For the foregoing reasons, the judgment of the district court dismissing the petition for habeas relief is affirmed.

AFFIRMED. 
      
      . The Dangerous Special Offender statute, 18 U.S.C. § 3575, was repealed effective November 1, 1986, by Pub.L. 98-473, Title II, c. II, § 212(a)(2), 98 Stat. 1987.
     
      
      . Gaylor contended that he was a juvenile in 1957, improperly tried as an adult. He also contended that a coerced statement was used against him and that he was denied effective assistance of counsel.
     
      
      . 28 U.S.C. § 2254(b) states that:
      An application for a writ of habeas corpus on behalf of a person in custody pursuant to the judgment of a State court shall not be granted unless it appears that the applicant has exhausted the remedies available in the courts of the State, or that there is either an absence of available State corrective process or the existence of circumstances rendering such process ineffective to protect the rights of the prisoner.
     
      
      . A requirement of exhaustion of state remedies is not merely a creature of statute. The codification of the principle of exhaustion in § 2254 gave concrete form to long-existing law. Lundy, 455 U.S. at 516 n. 8, 102 S.Ct. at 1202 n. 8.
     
      
      . The petitioner in Brown contended that certain prior convictions had been obtained in violation of his right to counsel and, thus, the sentencing court was barred by the rule in United States v. Tucker, 404 U.S. 443, 92 S.Ct. 589, 30 L.Ed.2d 592 (1972), from considering them.
     
      
      . The DSO statute provided that: "[a] duly authenticated copy of a former judgment or commitment” would be prima facie evidence of the prior conviction. 18 U.S.C. 3575(b).
     
      
      . Appellant’s suggestion in post-argument submissions that he may, in fact, have exhausted state remedies is unpersuasive. The material provided indicates that he filed a writ of error coram vobis which was denied by the state circuit court.

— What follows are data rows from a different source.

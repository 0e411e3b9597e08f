//! nesbox host: loads a ROM and runs it headless for a number of frames, or
//! in an SDL2 window when built with `--features display`.

use std::{
    fs,
    path::{Path, PathBuf},
    process::ExitCode,
};

use clap::Parser;
use nesbox::{
    ppu::{FRAME_BYTES, HEIGHT, WIDTH},
    Emulator,
};
use tracing::{error, info};
use tracing_subscriber::EnvFilter;

#[derive(Parser, Debug)]
#[command(name = "nesbox")]
#[command(about = "An NES emulator", long_about = None)]
struct Args {
    /// Path to the iNES ROM file
    rom: PathBuf,

    /// Number of frames to run headless
    #[arg(short, long, default_value = "60")]
    frames: u64,

    /// Log every instruction as a nestest-style trace line
    #[arg(long)]
    trace: bool,

    /// Write the last frame to this file as a binary PPM
    #[arg(long)]
    screenshot: Option<PathBuf>,

    /// Window scale factor
    #[cfg(feature = "display")]
    #[arg(long, default_value = "3")]
    scale: u32,

    /// Open a window instead of running headless
    #[cfg(feature = "display")]
    #[arg(long)]
    window: bool,
}

fn main() -> ExitCode {
    let args = Args::parse();
    init_logging(args.trace);

    match run(&args) {
        Ok(()) => ExitCode::SUCCESS,
        Err(e) => {
            error!("{}", e);
            ExitCode::FAILURE
        }
    }
}

fn init_logging(trace: bool) {
    let filter = if trace {
        EnvFilter::new("nesbox=trace")
    } else {
        EnvFilter::try_from_default_env().unwrap_or_else(|_| EnvFilter::new("info"))
    };
    tracing_subscriber::fmt()
        .with_env_filter(filter)
        .with_target(false)
        .init();
}

fn run(args: &Args) -> Result<(), String> {
    let rom = fs::read(&args.rom)
        .map_err(|e| format!("failed to read {}: {}", args.rom.display(), e))?;

    let mut emu = Emulator::new();
    emu.load_rom(&rom)
        .map_err(|e| format!("failed to load {}: {}", args.rom.display(), e))?;

    #[cfg(feature = "display")]
    if args.window {
        return display::run(&mut emu, args.scale);
    }

    info!(frames = args.frames, "running headless");
    for n in 0..args.frames {
        emu.run_frame()
            .map_err(|e| format!("halted in frame {}: {}", n, e))?;
    }
    dump_cpu_state(&emu);

    if let Some(path) = &args.screenshot {
        write_ppm(path, emu.frame().data())
            .map_err(|e| format!("failed to write {}: {}", path.display(), e))?;
        info!(path = %path.display(), "screenshot written");
    }
    Ok(())
}

fn dump_cpu_state(emu: &Emulator) {
    let cpu = emu.cpu();
    println!("CPU State:");
    println!("  A:    ${:02X}", cpu.accum);
    println!("  X:    ${:02X}", cpu.rx);
    println!("  Y:    ${:02X}", cpu.ry);
    println!("  PC:   ${:04X}", cpu.pc);
    println!("  SP:   ${:02X}", cpu.sp);
    println!("  P:    ${:02X}", cpu.status.bits());
    println!("  Cycles: {}", cpu.total_cycles);
    println!("  Frames: {}", emu.bus().ppu().frame_count());
}

fn write_ppm(path: &Path, data: &[u8; FRAME_BYTES]) -> std::io::Result<()> {
    let mut out = format!("P6\n{} {}\n255\n", WIDTH, HEIGHT).into_bytes();
    out.extend_from_slice(data);
    fs::write(path, out)
}

#[cfg(feature = "display")]
mod display {
    use nesbox::{
        ppu::{HEIGHT, WIDTH},
        Emulator,
    };
    use sdl2::{event::Event, keyboard::Keycode, pixels::PixelFormatEnum};

    pub fn run(emu: &mut Emulator, scale: u32) -> Result<(), String> {
        let sdl_context = sdl2::init()?;
        let video_subsystem = sdl_context.video()?;
        let window = video_subsystem
            .window("nesbox", WIDTH as u32 * scale, HEIGHT as u32 * scale)
            .position_centered()
            .build()
            .map_err(|e| e.to_string())?;

        let mut canvas = window
            .into_canvas()
            .present_vsync()
            .build()
            .map_err(|e| e.to_string())?;
        let mut event_pump = sdl_context.event_pump()?;

        let creator = canvas.texture_creator();
        let mut texture = creator
            .create_texture_streaming(PixelFormatEnum::RGB24, WIDTH as u32, HEIGHT as u32)
            .map_err(|e| e.to_string())?;

        loop {
            for event in event_pump.poll_iter() {
                match event {
                    Event::Quit { .. }
                    | Event::KeyDown {
                        keycode: Some(Keycode::Escape),
                        ..
                    } => return Ok(()),
                    _ => {}
                }
            }

            emu.run_frame().map_err(|e| e.to_string())?;
            if let Some(frame) = emu.get_frame() {
                texture
                    .update(None, frame, WIDTH * 3)
                    .map_err(|e| e.to_string())?;
                canvas.copy(&texture, None, None)?;
                canvas.present();
            }
        }
    }
}
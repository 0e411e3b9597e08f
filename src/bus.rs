//! CPU address space. Owns RAM, the PPU and the cartridge slot, so the CPU
//! reaches the PPU only through register reads and writes here.

use tracing::{debug, trace, warn};

use crate::{
    cartridge::Mirroring,
    cpu::CpuBus,
    mapper::{Mapper, MapperSlot},
    ppu::PPU,
};

const CPU_INTERNAL_RAM: usize = 2048;
const PPU_DOTS_PER_CPU_CYCLE: u32 = 3;
const OAM_DMA_CYCLES: u32 = 513;

const OAMDMA: u16 = 0x4014;

pub struct Bus {
    ram: [u8; CPU_INTERNAL_RAM],
    ppu: PPU,
    mapper: MapperSlot,
    // CPU cycles seen by `tick`, used for the DMA odd-cycle penalty
    cycles: u64,
    // page copied, stall not yet charged to the CPU
    dma_pending: bool,
}

impl Bus {
    pub fn new() -> Bus {
        Bus {
            ram: [0; CPU_INTERNAL_RAM],
            ppu: PPU::new(),
            mapper: None,
            cycles: 0,
            dma_pending: false,
        }
    }

    /// Plugs in a cartridge. The PPU starts over since its nametable layout
    /// depends on the board.
    pub fn insert(&mut self, mapper: Box<dyn Mapper>) {
        if mapper.mirroring() == Mirroring::FourScreen {
            warn!("four-screen VRAM not supported, using vertical mirroring");
        }
        self.mapper = Some(mapper);
        self.ppu = PPU::new();
    }

    pub fn eject(&mut self) -> Option<Box<dyn Mapper>> {
        self.mapper.take()
    }

    pub fn has_cartridge(&self) -> bool {
        self.mapper.is_some()
    }

    /// Console reset: PPU registers and timing start over, RAM and VRAM keep
    /// their contents.
    pub fn reset(&mut self) {
        self.ppu.reset();
        self.cycles = 0;
        self.dma_pending = false;
    }

    // Everything below $2000 is 2KB of RAM repeated four times
    fn mirror_ram(addr: u16) -> usize {
        (addr & 0x07ff) as usize
    }

    pub fn cpu_read(&mut self, addr: u16) -> u8 {
        match addr {
            0x0000..=0x1fff => self.ram[Bus::mirror_ram(addr)],
            0x2000..=0x3fff => self.ppu.read_register(addr & 0x07, &self.mapper),
            // APU and controller ports
            0x4000..=0x4017 => 0,
            0x4018..=0x7fff => 0,
            0x8000..=0xffff => self.mapper.as_ref().map_or(0, |m| m.read_prg(addr)),
        }
    }

    pub fn cpu_write(&mut self, addr: u16, value: u8) {
        match addr {
            0x0000..=0x1fff => self.ram[Bus::mirror_ram(addr)] = value,
            0x2000..=0x3fff => self.ppu.write_register(addr & 0x07, value, &mut self.mapper),
            OAMDMA => self.oam_dma(value),
            0x4000..=0x4017 => {}
            0x4018..=0x7fff => trace!(addr = format_args!("{:#06x}", addr), "write to unmapped area"),
            0x8000..=0xffff => {
                if let Some(mapper) = self.mapper.as_mut() {
                    mapper.write_prg(addr, value)
                }
            }
        }
    }

    /// Reads without side effects. PPU registers read as 0.
    pub fn peek(&self, addr: u16) -> u8 {
        match addr {
            0x0000..=0x1fff => self.ram[Bus::mirror_ram(addr)],
            0x8000..=0xffff => self.mapper.as_ref().map_or(0, |m| m.read_prg(addr)),
            _ => 0,
        }
    }

    fn oam_dma(&mut self, page: u8) {
        let base = (page as u16) << 8;
        let mut bytes = [0u8; 256];
        for (i, byte) in bytes.iter_mut().enumerate() {
            *byte = self.cpu_read(base | i as u16);
        }
        self.ppu.write_dma(&bytes);
        self.dma_pending = true;
        debug!(page = format_args!("{:#04x}", page), "OAM DMA");
    }

    /// Runs the PPU for `cycles` CPU cycles.
    pub fn tick(&mut self, cycles: u32) {
        for _ in 0..cycles * PPU_DOTS_PER_CPU_CYCLE {
            self.ppu.step(&self.mapper);
        }
        self.cycles += cycles as u64;
    }

    pub fn poll_nmi(&mut self) -> bool {
        self.ppu.poll_generate_nmi()
    }

    /// Cycles the CPU sits out for a DMA started by the last instruction.
    /// The transfer begins once that instruction has been ticked, so the
    /// odd-cycle penalty is decided against the count at that point.
    pub fn take_dma_stall(&mut self) -> u32 {
        if !std::mem::take(&mut self.dma_pending) {
            return 0;
        }
        let stall = OAM_DMA_CYCLES + (self.cycles & 1) as u32;
        trace!(cycle = self.cycles, stall, "DMA stall");
        stall
    }

    pub fn cycles(&self) -> u64 {
        self.cycles
    }

    pub fn ppu(&self) -> &PPU {
        &self.ppu
    }

    pub fn ppu_mut(&mut self) -> &mut PPU {
        &mut self.ppu
    }
}

impl Default for Bus {
    fn default() -> Self {
        Bus::new()
    }
}

impl CpuBus for Bus {
    fn read(&mut self, addr: u16) -> u8 {
        self.cpu_read(addr)
    }

    fn write(&mut self, addr: u16, value: u8) {
        self.cpu_write(addr, value)
    }

    fn peek(&self, addr: u16) -> u8 {
        Bus::peek(self, addr)
    }

    fn poll_nmi(&mut self) -> bool {
        Bus::poll_nmi(self)
    }

    fn take_dma_stall(&mut self) -> u32 {
        Bus::take_dma_stall(self)
    }
}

The denial was then affirmed in 1981 by the Supreme Court of Virginia. Appellant argues that a remand to the district court is necessary to determine whether the filing of a writ of error coram vobis qualifies as exhaustion of state remedies. We disagree.
      Virginia case law indicates that a writ of error coram vobis is a mechanism for correcting "clerical errors or errors in fact.” Blowe v. Peyton, 208 Va. 68, 155 S.E.2d 351 (1967). We strongly doubt, therefore, that such a procedure would fully present Gaylor’s objections to his 1957 conviction to the Virginia courts, thereby exhausting his available remedies. Moreover, in light of our discussion of procedural default in Section III, infra, of this opinion, it is clear that Gaylor's habeas petition is fatally flawed even if the issue of exhaustion were to be resolved in his favor.